Now we can run images on jenkins, knowing that it will never enter
'click ok to proceed' state.


>> Do you think the Pharo we have is good enough to have a future?
>
> No, there is a lot to be improved. I think the future of Pharo is what
> can be built on top, not what can be integrated and forced upon
> everybody.
>

Lukas, there is nobody forcing anyone.
How we (or anyone else) can force people to use Pharo?

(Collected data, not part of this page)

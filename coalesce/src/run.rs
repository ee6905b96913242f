//! A single recording session and its finalization pass.
//!
//! A [`Run`] owns everything one recording needs: the metric registry, the
//! per-metric consolidation state and the open sample stream. It is created
//! by the first sample for a run id and consumed by [`Run::finish`], which
//! writes the final pending run of every metric, prunes metrics that never
//! did any work, closes the stream and writes the metadata side-car.
//!
//! # Artifacts
//!
//! For run id `42` in output directory `out/`:
//!
//! ```text
//! out/metric-data-42.csv[.sz]    index,begin,end,value per line
//! out/metric-data-42.json[.sz]   [{"idx":0,"desc":{...},"names":{...}}, ...]
//! ```
//!
//! The side-car is only written when at least one metric survives pruning.
//!
//! # Example
//!
//! ```rust,no_run
//! use coalesce::{MetricDescriptor, MetricNames, RecorderConfig, Run, Sample};
//!
//! # fn main() -> Result<(), Box<dyn std::error::Error>> {
//! let config = RecorderConfig::new("/tmp/coalesce");
//! config.prepare()?;
//! let mut run = Run::open("0", &config)?;
//!
//! let desc = MetricDescriptor::new("ovs", "packets-sec").with_class("throughput");
//! let names = MetricNames::new().with("interface", "p2p1");
//! run.log_sample(&desc, &names, Sample::new(15000, 1000.0))?;
//! run.log_sample(&desc, &names, Sample::new(16000, 1000.0))?;
//!
//! let summary = run.finish(false)?;
//! println!("artifacts at {}", summary.prefix.display());
//! # Ok(())
//! # }
//! ```

use std::ffi::OsString;
use std::path::{Path, PathBuf};

use serde::{Deserialize, Serialize};
use tracing::{debug, info, trace, warn};

use crate::config::RecorderConfig;
use crate::consolidate::{Consolidator, FinalFlush};
use crate::error::{DataShapeError, Result, UsageError};
use crate::metric::{Label, MetricDescriptor, MetricIndex, MetricNames, Sample};
use crate::registry::MetricRegistry;
use crate::writer::{self, Compression, SampleWriter};

/// Prefix shared by the artifacts of every run.
const ARTIFACT_STEM: &str = "metric-data-";

/// One element of the metadata side-car.
#[derive(Debug, Clone, PartialEq, Serialize, Deserialize)]
pub struct MetricMetadata {
    /// Index used for this metric in the sample stream.
    pub idx: MetricIndex,
    /// What the metric measures.
    pub desc: MetricDescriptor,
    /// The metric's discriminators.
    pub names: MetricNames,
}

/// Paths of a run's artifacts.
#[derive(Debug, Clone, PartialEq, Eq)]
pub struct RunArtifacts {
    /// Common prefix, returned to callers of `finish`.
    pub prefix: PathBuf,
    /// The sample stream.
    pub samples: PathBuf,
    /// The metadata side-car.
    pub metadata: PathBuf,
}

impl RunArtifacts {
    /// Computes the artifact paths for run `id` under `output_dir`.
    pub fn new(output_dir: &Path, id: &str, compression: Compression) -> Self {
        let prefix = output_dir.join(format!("{ARTIFACT_STEM}{id}"));
        let samples = with_suffix(&prefix, ".csv", compression);
        let metadata = with_suffix(&prefix, ".json", compression);
        Self {
            prefix,
            samples,
            metadata,
        }
    }
}

fn with_suffix(prefix: &Path, extension: &str, compression: Compression) -> PathBuf {
    let mut name = OsString::from(prefix.as_os_str());
    name.push(extension);
    name.push(compression.suffix());
    PathBuf::from(name)
}

/// Checks that a run id can be embedded in a file name.
///
/// # Errors
///
/// Returns [`UsageError::InvalidRunId`] if `id` is empty or contains a path
/// separator or NUL byte.
pub fn validate_run_id(id: &str) -> Result<()> {
    let reason = if id.is_empty() {
        "must not be empty"
    } else if id.contains(['/', '\\']) {
        "must not contain path separators"
    } else if id.contains('\0') {
        "must not contain NUL"
    } else {
        return Ok(());
    };

    Err(UsageError::InvalidRunId {
        id: id.to_string(),
        reason: reason.to_string(),
    }
    .into())
}

/// Outcome of finishing a run.
#[derive(Debug, Clone, PartialEq)]
pub struct FinishSummary {
    /// The run id.
    pub id: String,
    /// Artifact prefix (no extension).
    pub prefix: PathBuf,
    /// Path of the sample stream.
    pub samples_path: PathBuf,
    /// Path of the metadata side-car, if one was written.
    pub metadata_path: Option<PathBuf>,
    /// Distinct metrics seen.
    pub metrics: usize,
    /// Metrics pruned because they only ever reported zero.
    pub purged: Vec<MetricIndex>,
    /// Records written to the sample stream, including the final flush.
    pub records: u64,
    /// Samples ingested.
    pub samples_ingested: u64,
}

/// A single recording session.
#[derive(Debug)]
pub struct Run {
    id: String,
    artifacts: RunArtifacts,
    compression: Compression,
    registry: MetricRegistry,
    consolidator: Consolidator,
    writer: SampleWriter,
    /// Set once a record failed to be written.
    failed: bool,
}

impl Run {
    /// Opens a run, creating its sample stream under `config.output_dir`.
    ///
    /// The output directory must already exist; see
    /// [`RecorderConfig::prepare`].
    ///
    /// # Errors
    ///
    /// Returns [`UsageError::InvalidRunId`] for an unusable id, or an
    /// [`crate::error::ArtifactIoError`] if the stream cannot be created.
    pub fn open(id: &str, config: &RecorderConfig) -> Result<Self> {
        validate_run_id(id)?;

        let artifacts = RunArtifacts::new(&config.output_dir, id, config.compression);
        let writer = SampleWriter::create(&artifacts.samples, config.compression)?;

        info!(run = id, path = %artifacts.samples.display(), "opened run");

        Ok(Self {
            id: id.to_string(),
            artifacts,
            compression: config.compression,
            registry: MetricRegistry::new(),
            consolidator: Consolidator::new(),
            writer,
            failed: false,
        })
    }

    /// Records one sample for the metric identified by `desc` and `names`.
    ///
    /// Returns the metric's index. The metric is registered on its first
    /// sample; a record is written whenever its value changes.
    ///
    /// # Errors
    ///
    /// Returns a [`DataShapeError`] for an empty descriptor field, a
    /// non-finite value or an overflowing clock reading, or an
    /// [`crate::error::ArtifactIoError`] if writing a record fails. After a
    /// failed write every later call returns [`UsageError::RunFailed`].
    pub fn log_sample(
        &mut self,
        desc: &MetricDescriptor,
        names: &MetricNames,
        sample: Sample,
    ) -> Result<MetricIndex> {
        self.check_not_failed()?;
        desc.validate()?;
        if !sample.value.is_finite() {
            return Err(DataShapeError::NonFiniteValue {
                label: Label::new(desc, names).to_string(),
                value: sample.value,
            }
            .into());
        }

        let index = self.registry.resolve_or_create(desc, names);

        if let Some(record) = self.consolidator.ingest(index, sample)? {
            if let Err(e) = self.writer.append(&record) {
                warn!(run = %self.id, %record, "record lost, stopping run");
                self.failed = true;
                return Err(e);
            }
            self.consolidator.mark_written(index)?;
            trace!(run = %self.id, %record, "flushed");
        }

        Ok(index)
    }

    /// Ends the run.
    ///
    /// Every metric's pending run is written, except metrics whose only run
    /// is zero and that never had a record written, which are pruned unless
    /// `dont_delete` is set. The sample stream is closed and the metadata
    /// side-car is written for the surviving metrics.
    ///
    /// # Errors
    ///
    /// Returns an [`crate::error::ArtifactIoError`] if an artifact cannot be
    /// written, a [`DataShapeError`] if a final begin overflows or the
    /// metadata cannot be serialized, or [`UsageError::RunFailed`] if an
    /// earlier write failed.
    pub fn finish(mut self, dont_delete: bool) -> Result<FinishSummary> {
        self.check_not_failed()?;

        let metrics = self.registry.len();
        let samples_ingested = self.consolidator.ingested();

        let mut purged = Vec::new();
        let mut survivors = Vec::new();
        for flush in self.consolidator.drain(dont_delete)? {
            match flush {
                FinalFlush::Purge(index) => {
                    debug!(run = %self.id, %index, "pruning constant-zero metric");
                    purged.push(index);
                }
                FinalFlush::Flush(record) => {
                    self.writer.append(&record)?;
                    survivors.push(record.index);
                }
            }
        }

        let records = self.writer.records();
        let samples_path = self.writer.finish()?;

        let metadata: Vec<MetricMetadata> = survivors
            .into_iter()
            .map(|index| -> Result<MetricMetadata> {
                let info = self
                    .registry
                    .get(index)
                    .ok_or(UsageError::UnknownMetric { index: index.0 })?;
                Ok(MetricMetadata {
                    idx: index,
                    desc: info.desc.clone(),
                    names: info.names.clone(),
                })
            })
            .collect::<Result<_>>()?;

        let metadata_path = if metadata.is_empty() {
            None
        } else {
            writer::write_json(&self.artifacts.metadata, self.compression, &metadata)?;
            Some(self.artifacts.metadata.clone())
        };

        info!(
            run = %self.id,
            metrics,
            purged = purged.len(),
            records,
            samples_ingested,
            "finished run"
        );

        Ok(FinishSummary {
            id: self.id,
            prefix: self.artifacts.prefix,
            samples_path,
            metadata_path,
            metrics,
            purged,
            records,
            samples_ingested,
        })
    }

    fn check_not_failed(&self) -> Result<()> {
        if self.failed {
            return Err(UsageError::RunFailed { id: self.id.clone() }.into());
        }
        Ok(())
    }

    /// Returns true if a record failed to be written and the run stopped.
    pub fn is_failed(&self) -> bool {
        self.failed
    }

    /// The run id.
    pub fn id(&self) -> &str {
        &self.id
    }

    /// Paths this run writes to.
    pub fn artifacts(&self) -> &RunArtifacts {
        &self.artifacts
    }

    /// The run's metric registry.
    pub fn registry(&self) -> &MetricRegistry {
        &self.registry
    }

    /// The run's consolidation state.
    pub fn consolidator(&self) -> &Consolidator {
        &self.consolidator
    }
}

/// Reads a metadata side-car back.
///
/// # Errors
///
/// Returns an [`crate::error::ArtifactIoError`] if the file cannot be opened,
/// or [`DataShapeError::MetadataParse`] if it is not a metadata array.
pub fn read_metadata<P: AsRef<Path>>(path: P, compression: Compression) -> Result<Vec<MetricMetadata>> {
    let path = path.as_ref();
    let reader = writer::open_artifact(path, compression)?;
    let metadata = serde_json::from_reader(reader).map_err(|e| DataShapeError::MetadataParse {
        path: path.to_path_buf(),
        source: e,
    })?;
    Ok(metadata)
}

A new and 'unproven' tools are 'forced' into images mainly to collect feedback.
And i think it is good strategy, because most people *including me*
are too busy/lazy to go & download and install new stuff and try it
out.

I don't like some rough edges of Nautilus. And it is certainly having
less features than OB. But..
I think if you compare it to basic browser which we have in our
image.. you will see.

(p.s. and yes i am totally agree with you -  a sidebar buttons in
Nautilus are ugly ;)


-- 
Best regards,
Igor Stasenko AKA sig.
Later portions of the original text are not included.